Whenever the string "SendOptions" appears in a line below, please copy the line out.

[Stored data entries]

[Start of Attachment]

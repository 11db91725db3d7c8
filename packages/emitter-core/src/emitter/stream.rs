//! Multiplexing stream emitter.
//!
//! [`StreamEmitter`] is shared by every producer in the broker. It resolves
//! the target session in the registry, hands the message to that session's
//! handle, and removes the session when its stream fails. It holds no lock
//! of its own: a slow or dying session only affects callers targeting it.

use std::sync::Arc;

use async_trait::async_trait;
use futures::future::join_all;

use crate::error::{EmitError, EmitResult};
use crate::message::{OutboundMessage, RequestHeader, StatusCode};
use crate::session::{RemovalReason, SendOptions, SessionId, SessionRegistry};

use super::EventEmitter;

/// Emitter addressing sessions by id.
#[derive(Clone)]
pub struct StreamEmitter {
    registry: Arc<SessionRegistry>,
}

impl StreamEmitter {
    pub fn new(registry: Arc<SessionRegistry>) -> Self {
        Self { registry }
    }

    pub fn registry(&self) -> &Arc<SessionRegistry> {
        &self.registry
    }

    /// Sends a response to `session_id` and waits for the write outcome.
    ///
    /// # Errors
    ///
    /// - [`EmitError::UnknownSession`] if the session is not registered
    /// - [`EmitError::Backpressure`] if its queue is full in fail-fast mode
    /// - [`EmitError::SendFailed`] if its stream failed; the session is
    ///   removed and later sends report `UnknownSession`
    pub async fn send_stream_resp(
        &self,
        session_id: &str,
        header: &RequestHeader,
        status: &StatusCode,
    ) -> EmitResult<()> {
        self.send_stream_resp_with(session_id, header, status, SendOptions::default())
            .await
    }

    /// Like [`send_stream_resp`](Self::send_stream_resp), with a deadline
    /// and/or cancellation token bounding the wait for a queue slot
    /// ([`EmitError::Timeout`] on expiry).
    pub async fn send_stream_resp_with(
        &self,
        session_id: &str,
        header: &RequestHeader,
        status: &StatusCode,
        options: SendOptions,
    ) -> EmitResult<()> {
        let handle = self
            .registry
            .lookup(session_id)
            .ok_or_else(|| EmitError::UnknownSession(session_id.to_string()))?;

        let message = OutboundMessage::new(header.clone(), status.clone());
        match handle.send_with(&message, options).await {
            Ok(sequence) => {
                log::trace!("[Emitter] {} <- #{} ({})", session_id, sequence, status.ret_code);
                Ok(())
            }
            Err(e) if e.is_fatal() => {
                // Several producers may hit the same dead session; only the
                // first removal does anything.
                if self
                    .registry
                    .remove_if_same(session_id, &handle, RemovalReason::SendFailed)
                {
                    log::warn!("[Emitter] Session {} dropped after send failure: {}", session_id, e);
                }
                Err(e)
            }
            Err(e) => Err(e),
        }
    }

    /// Sends the same response to every live session of `group`.
    ///
    /// Sessions are written concurrently; one result per targeted session.
    pub async fn send_to_group(
        &self,
        group: &str,
        header: &RequestHeader,
        status: &StatusCode,
    ) -> Vec<(SessionId, EmitResult<()>)> {
        let targets = self.registry.sessions_in_group(group);
        log::debug!("[Emitter] Fan-out to group {} ({} sessions)", group, targets.len());

        join_all(targets.into_iter().map(|handle| async move {
            let id = handle.id().clone();
            let result = self.send_stream_resp(id.as_str(), header, status).await;
            (id, result)
        }))
        .await
    }

    /// Returns an [`EventEmitter`] bound to one session.
    pub fn bind(&self, session_id: impl Into<SessionId>) -> SessionEmitter {
        SessionEmitter {
            emitter: self.clone(),
            session_id: session_id.into(),
        }
    }
}

/// [`StreamEmitter`] bound to a single session, for processors that serve
/// one connection.
#[derive(Clone)]
pub struct SessionEmitter {
    emitter: StreamEmitter,
    session_id: SessionId,
}

impl SessionEmitter {
    pub fn session_id(&self) -> &SessionId {
        &self.session_id
    }
}

#[async_trait]
impl EventEmitter for SessionEmitter {
    async fn send_stream_resp(
        &self,
        header: &RequestHeader,
        status: &StatusCode,
    ) -> EmitResult<()> {
        self.emitter
            .send_stream_resp(self.session_id.as_str(), header, status)
            .await
    }
}

#[cfg(test)]
mod tests {
    use super::*;
    use crate::config::{BackpressureMode, EmitterConfig};
    use crate::runtime::TokioSpawner;
    use crate::session::{ClientInfo, Purpose, SessionHandle, SessionState};
    use crate::test_fixtures::{recording_transport, TransportProbe};
    use std::time::Duration;

    fn setup(config: EmitterConfig) -> StreamEmitter {
        StreamEmitter::new(Arc::new(SessionRegistry::new(config).unwrap()))
    }

    fn open(
        emitter: &StreamEmitter,
        id: &str,
        client: ClientInfo,
    ) -> (Arc<SessionHandle>, TransportProbe) {
        let (transport, probe) = recording_transport();
        let handle = emitter
            .registry()
            .open(SessionId::from(id), client, transport, &TokioSpawner::current())
            .unwrap();
        (handle, probe)
    }

    fn header(id: &str) -> RequestHeader {
        RequestHeader::correlated(id)
    }

    #[tokio::test]
    async fn failed_session_becomes_unknown() {
        let emitter = setup(EmitterConfig::default());
        let (_handle, probe) = open(&emitter, "s1", ClientInfo::default());
        let ok = StatusCode::success();

        emitter.send_stream_resp("s1", &header("h1"), &ok).await.unwrap();
        assert_eq!(probe.correlation_ids(), vec!["h1"]);

        probe.fail_writes();
        let err = emitter
            .send_stream_resp("s1", &header("h2"), &ok)
            .await
            .unwrap_err();
        assert!(matches!(err, EmitError::SendFailed { .. }));

        let err = emitter
            .send_stream_resp("s1", &header("h3"), &ok)
            .await
            .unwrap_err();
        assert_eq!(err, EmitError::UnknownSession("s1".to_string()));
        assert!(emitter.registry().is_empty());

        while probe.close_count() == 0 {
            tokio::task::yield_now().await;
        }
        assert_eq!(probe.close_count(), 1);
    }

    #[tokio::test]
    async fn unknown_session_is_reported_without_side_effects() {
        let emitter = setup(EmitterConfig::default());
        let err = emitter
            .send_stream_resp("nope", &header("h1"), &StatusCode::success())
            .await
            .unwrap_err();
        assert_eq!(err, EmitError::UnknownSession("nope".to_string()));
    }

    #[tokio::test]
    async fn two_concurrent_senders_are_both_written_whole() {
        let emitter = setup(EmitterConfig {
            queue_capacity: 2,
            ..Default::default()
        });
        let (_handle, probe) = open(&emitter, "s1", ClientInfo::default());
        let ok = StatusCode::success();
        let (h1, h2) = (header("h1"), header("h2"));

        let (a, b) = tokio::join!(
            emitter.send_stream_resp("s1", &h1, &ok),
            emitter.send_stream_resp("s1", &h2, &ok),
        );
        a.unwrap();
        b.unwrap();

        let written = probe.correlation_ids();
        assert!(
            written == vec!["h1", "h2"] || written == vec!["h2", "h1"],
            "unexpected order: {written:?}"
        );
    }

    #[tokio::test(flavor = "multi_thread", worker_threads = 4)]
    async fn many_producers_keep_per_producer_order() {
        let emitter = setup(EmitterConfig {
            queue_capacity: 4,
            ..Default::default()
        });
        let (_handle, probe) = open(&emitter, "s1", ClientInfo::default());

        let mut producers = Vec::new();
        for p in 0..8 {
            let emitter = emitter.clone();
            producers.push(tokio::spawn(async move {
                for n in 0..25 {
                    let id = format!("p{p}-{n:02}");
                    emitter
                        .send_stream_resp("s1", &header(&id), &StatusCode::success())
                        .await
                        .unwrap();
                }
            }));
        }
        for producer in producers {
            producer.await.unwrap();
        }

        let written = probe.correlation_ids();
        assert_eq!(written.len(), 200);
        // Each producer awaits its sends one by one, so its own messages
        // must appear in submission order.
        for p in 0..8 {
            let prefix = format!("p{p}-");
            let mine: Vec<&String> = written.iter().filter(|id| id.starts_with(&prefix)).collect();
            let mut sorted = mine.clone();
            sorted.sort();
            assert_eq!(mine, sorted);
        }
    }

    #[tokio::test]
    async fn concurrent_failures_remove_the_session_once() {
        let emitter = setup(EmitterConfig {
            queue_capacity: 16,
            ..Default::default()
        });
        let (handle, probe) = open(&emitter, "s1", ClientInfo::default());
        let mut events = emitter.registry().subscribe();
        probe.hold();
        probe.fail_writes();

        let mut tasks = Vec::new();
        for i in 0..8 {
            let emitter = emitter.clone();
            tasks.push(tokio::spawn(async move {
                emitter
                    .send_stream_resp("s1", &header(&format!("m{i}")), &StatusCode::success())
                    .await
            }));
        }
        probe.wait_writes_started(1).await;
        probe.release();

        for task in tasks {
            let err = task.await.unwrap().unwrap_err();
            assert!(
                matches!(err, EmitError::SendFailed { .. } | EmitError::UnknownSession(_)),
                "unexpected error: {err:?}"
            );
        }

        while handle.state() != SessionState::Removed {
            tokio::task::yield_now().await;
        }
        assert_eq!(probe.close_count(), 1);
        assert!(matches!(
            events.recv().await.unwrap(),
            crate::session::SessionEvent::Removed {
                reason: RemovalReason::SendFailed,
                ..
            }
        ));
        assert!(events.try_recv().is_err());
    }

    #[tokio::test]
    async fn backpressure_is_local_to_the_saturated_session() {
        let emitter = setup(EmitterConfig {
            queue_capacity: 1,
            backpressure: BackpressureMode::FailFast,
            ..Default::default()
        });
        let (slow, slow_probe) = open(&emitter, "slow", ClientInfo::default());
        let (_fast, fast_probe) = open(&emitter, "fast", ClientInfo::default());
        let ok = StatusCode::success();
        slow_probe.hold();

        let stuck = {
            let emitter = emitter.clone();
            let ok = ok.clone();
            tokio::spawn(async move { emitter.send_stream_resp("slow", &header("a"), &ok).await })
        };
        slow_probe.wait_writes_started(1).await;
        let queued = {
            let emitter = emitter.clone();
            let ok = ok.clone();
            tokio::spawn(async move { emitter.send_stream_resp("slow", &header("b"), &ok).await })
        };
        while slow.queued() < 1 {
            tokio::task::yield_now().await;
        }

        let err = emitter
            .send_stream_resp("slow", &header("c"), &ok)
            .await
            .unwrap_err();
        assert_eq!(err, EmitError::Backpressure("slow".to_string()));

        // The other session is untouched by the saturated one.
        for i in 0..10 {
            tokio::time::timeout(
                Duration::from_secs(1),
                emitter.send_stream_resp("fast", &header(&format!("f{i}")), &ok),
            )
            .await
            .expect("fast session must not wait on the slow one")
            .unwrap();
        }
        assert_eq!(fast_probe.correlation_ids().len(), 10);

        slow_probe.release();
        stuck.await.unwrap().unwrap();
        queued.await.unwrap().unwrap();
        assert!(slow.is_live());
    }

    #[tokio::test(start_paused = true)]
    async fn deadline_maps_to_timeout_in_block_mode() {
        let emitter = setup(EmitterConfig {
            queue_capacity: 1,
            write_timeout_ms: 60_000,
            ..Default::default()
        });
        let (handle, probe) = open(&emitter, "s1", ClientInfo::default());
        let ok = StatusCode::success();
        probe.hold();

        let first = {
            let emitter = emitter.clone();
            let ok = ok.clone();
            tokio::spawn(async move { emitter.send_stream_resp("s1", &header("a"), &ok).await })
        };
        probe.wait_writes_started(1).await;
        let second = {
            let emitter = emitter.clone();
            let ok = ok.clone();
            tokio::spawn(async move { emitter.send_stream_resp("s1", &header("b"), &ok).await })
        };
        while handle.queued() < 1 {
            tokio::task::yield_now().await;
        }

        let err = emitter
            .send_stream_resp_with(
                "s1",
                &header("c"),
                &ok,
                SendOptions::timeout(Duration::from_millis(10)),
            )
            .await
            .unwrap_err();
        assert_eq!(err, EmitError::Timeout("s1".to_string()));
        assert!(emitter.registry().lookup("s1").is_some());

        probe.release();
        first.await.unwrap().unwrap();
        second.await.unwrap().unwrap();
        assert_eq!(probe.correlation_ids(), vec!["a", "b"]);
    }

    #[tokio::test]
    async fn send_to_group_reaches_only_that_group() {
        let emitter = setup(EmitterConfig::default());
        let (_a, pa) = open(&emitter, "a", ClientInfo::new("5477", "g1", Purpose::Sub));
        let (_b, pb) = open(&emitter, "b", ClientInfo::new("5477", "g1", Purpose::Sub));
        let (_c, pc) = open(&emitter, "c", ClientInfo::new("5477", "g2", Purpose::Sub));
        pb.fail_writes();

        let mut results = emitter
            .send_to_group("g1", &header("hb"), &StatusCode::success())
            .await;
        results.sort_by(|x, y| x.0.cmp(&y.0));

        assert_eq!(results.len(), 2);
        assert!(results[0].1.is_ok());
        assert!(results[1].1.as_ref().unwrap_err().is_fatal());
        assert_eq!(pa.correlation_ids(), vec!["hb"]);
        assert!(pc.frames().is_empty());
        assert_eq!(emitter.registry().ids().len(), 2);
    }

    #[tokio::test]
    async fn bound_emitter_targets_its_session() {
        let emitter = setup(EmitterConfig::default());
        let (_handle, probe) = open(&emitter, "s1", ClientInfo::default());
        let bound: Arc<dyn EventEmitter> = Arc::new(emitter.bind("s1"));

        bound
            .send_stream_resp(&header("h1"), &StatusCode::success())
            .await
            .unwrap();
        assert_eq!(probe.correlation_ids(), vec!["h1"]);

        emitter.registry().remove("s1", RemovalReason::Disconnected);
        let err = bound
            .send_stream_resp(&header("h2"), &StatusCode::success())
            .await
            .unwrap_err();
        assert_eq!(err, EmitError::UnknownSession("s1".to_string()));
    }
}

[End of Attachment]

## Solution to this exercise
use crate::session::{RemovalReason, SendOptions, SessionId, SessionRegistry};
        self.send_stream_resp_with(session_id, header, status, SendOptions::default())
        options: SendOptions,
                SendOptions::timeout(Duration::from_millis(10)),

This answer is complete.